Sometimes, it seems that he wants to be where I am, or where he expects me to be. The intern said he was sleeping this afternoon on the bed in the little bedroom where I've been sleeping recently. He slept there with me all night. He was very friendly to me on my return, licking my face and poking his snout into my mouth in his "raccoon French kisses" and playing "monkey on a branch" for ages.
I gave him his second dose of anti-worm medication today, two days late, but it should work OK. There's no evidence of his having worms, but nothing wrong with preventive medicine.
5 July
Higgins ate well of the usual mixture, and we went for a walk in the pouring rain. He doesn't seem to be the least bit bothered by rain now. We splashed upstream and then back downstream again along the shelter trail and round the lake. He is so bouncy and sassy, full of energy and the joy of living.
He doesn't seem to find much food outside, though, a few insects at night and lots of mulberries by day. He hasn't caught a crawdad yet, although he has wiggled his arm down a few crayfish chimneys.
At about noon, Tom's intern returned from a trip and the three of us went on another wet walk, shorter this time. Unfortunately, Higgins seems rather hostile towards her, nips her and goes into an arms-wide, head-down, aggressive posture towards her occasionally. It worries me that they don't seem to get along, for she has little interest in him.

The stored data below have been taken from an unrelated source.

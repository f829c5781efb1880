pub mod run;
pub mod scrub;
use crate::error::{GwoResult, OptimizerError};
use crate::geometry::Point;
use crate::optimizer::{RunParameters, UpdatePolicy};
use clap::{parser::ValueSource, ArgMatches, Args};
use serde::{Deserialize, Serialize};
use std::fs;
use std::path::Path;

#[derive(Args, Debug, Clone, Serialize, Deserialize, Default)]
#[serde(default)]
pub struct Config {
    #[command(flatten)]
    pub run: RunArgs,
    #[command(flatten)]
    pub sampling: SamplingArgs,
}

/// Raw run parameters as typed by a user. Counts are signed so that a negative
/// entry reaches validation instead of failing inside the parser.
#[derive(Args, Debug, Clone, Serialize, Deserialize)]
#[serde(default)]
pub struct RunArgs {
    #[arg(long, default_value_t = 50, allow_negative_numbers = true)]
    pub iterations: i64,
    #[arg(long, default_value_t = 10, allow_negative_numbers = true)]
    pub wolves: i64,

    // === TARGET ===
    #[arg(long, default_value_t = 382.5, allow_negative_numbers = true)]
    pub target_x: f32,
    #[arg(long, default_value_t = 282.5, allow_negative_numbers = true)]
    pub target_y: f32,

    // === REGION ===
    #[arg(long, default_value_t = 15.0, allow_negative_numbers = true)]
    pub min_x: f32,
    #[arg(long, default_value_t = 15.0, allow_negative_numbers = true)]
    pub min_y: f32,
    #[arg(long, default_value_t = 750.0, allow_negative_numbers = true)]
    pub max_x: f32,
    #[arg(long, default_value_t = 550.0, allow_negative_numbers = true)]
    pub max_y: f32,

    #[arg(long, value_enum, default_value_t = UpdatePolicy::All)]
    pub policy: UpdatePolicy,
}

impl Default for RunArgs {
    fn default() -> Self {
        Self {
            iterations: 50,
            wolves: 10,
            target_x: 382.5,
            target_y: 282.5,
            min_x: 15.0,
            min_y: 15.0,
            max_x: 750.0,
            max_y: 550.0,
            policy: UpdatePolicy::All,
        }
    }
}

#[derive(Args, Debug, Clone, Serialize, Deserialize, Default)]
#[serde(default)]
pub struct SamplingArgs {
    #[arg(short = 'S', long)]
    pub seed: Option<u64>,

    /// Replace the target with a point drawn uniformly inside the region.
    #[arg(long, default_value_t = false)]
    pub random_target: bool,
}

impl RunArgs {
    pub fn target(&self) -> Point {
        Point::new(self.target_x, self.target_y)
    }

    pub fn min_bound(&self) -> Point {
        Point::new(self.min_x, self.min_y)
    }

    pub fn max_bound(&self) -> Point {
        Point::new(self.max_x, self.max_y)
    }
}

impl TryFrom<&RunArgs> for RunParameters {
    type Error = OptimizerError;

    fn try_from(args: &RunArgs) -> GwoResult<Self> {
        RunParameters::from_raw(
            args.iterations,
            args.wolves,
            args.target(),
            args.min_bound(),
            args.max_bound(),
        )
        .map(|p| p.with_policy(args.policy))
    }
}

impl TryFrom<&Config> for RunParameters {
    type Error = OptimizerError;

    fn try_from(cfg: &Config) -> GwoResult<Self> {
        RunParameters::try_from(&cfg.run)
    }
}

impl Config {
    pub fn load_from_file<P: AsRef<Path>>(path: P) -> GwoResult<Self> {
        let path = path.as_ref();
        let content = fs::read_to_string(path).map_err(|e| {
            OptimizerError::Config(format!("failed to read '{}': {}", path.display(), e))
        })?;
        Ok(serde_json::from_str(&content)?)
    }

    /// Copies every argument the user typed on the command line onto `self`,
    /// leaving file-provided values alone where the CLI only had defaults.
    pub fn merge_from_cli(&mut self, cli: &Config, matches: &ArgMatches) {
        macro_rules! update_if_present {
            ($section:ident . $field:ident) => {
                if matches.value_source(stringify!($field)) == Some(ValueSource::CommandLine) {
                    self.$section.$field = cli.$section.$field.clone();
                }
            };
        }

        update_if_present!(run.iterations);
        update_if_present!(run.wolves);
        update_if_present!(run.target_x);
        update_if_present!(run.target_y);
        update_if_present!(run.min_x);
        update_if_present!(run.min_y);
        update_if_present!(run.max_x);
        update_if_present!(run.max_y);
        update_if_present!(run.policy);

        update_if_present!(sampling.seed);
        update_if_present!(sampling.random_target);
    }
}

My original agreement with Tom months ago when Higgins first arrived on my doorstep was for him to be rehabilitated at the preserve in part by the resident intern. When Tom first interviewed prospects for the position, the job of rehabilitating a raccoon was clearly indicated as part of the internship. So far this is not working out. I had to leave today and Tom says he'll look after Higgins' welfare.
6 July
O Higgins, I miss you, I miss you, I miss you.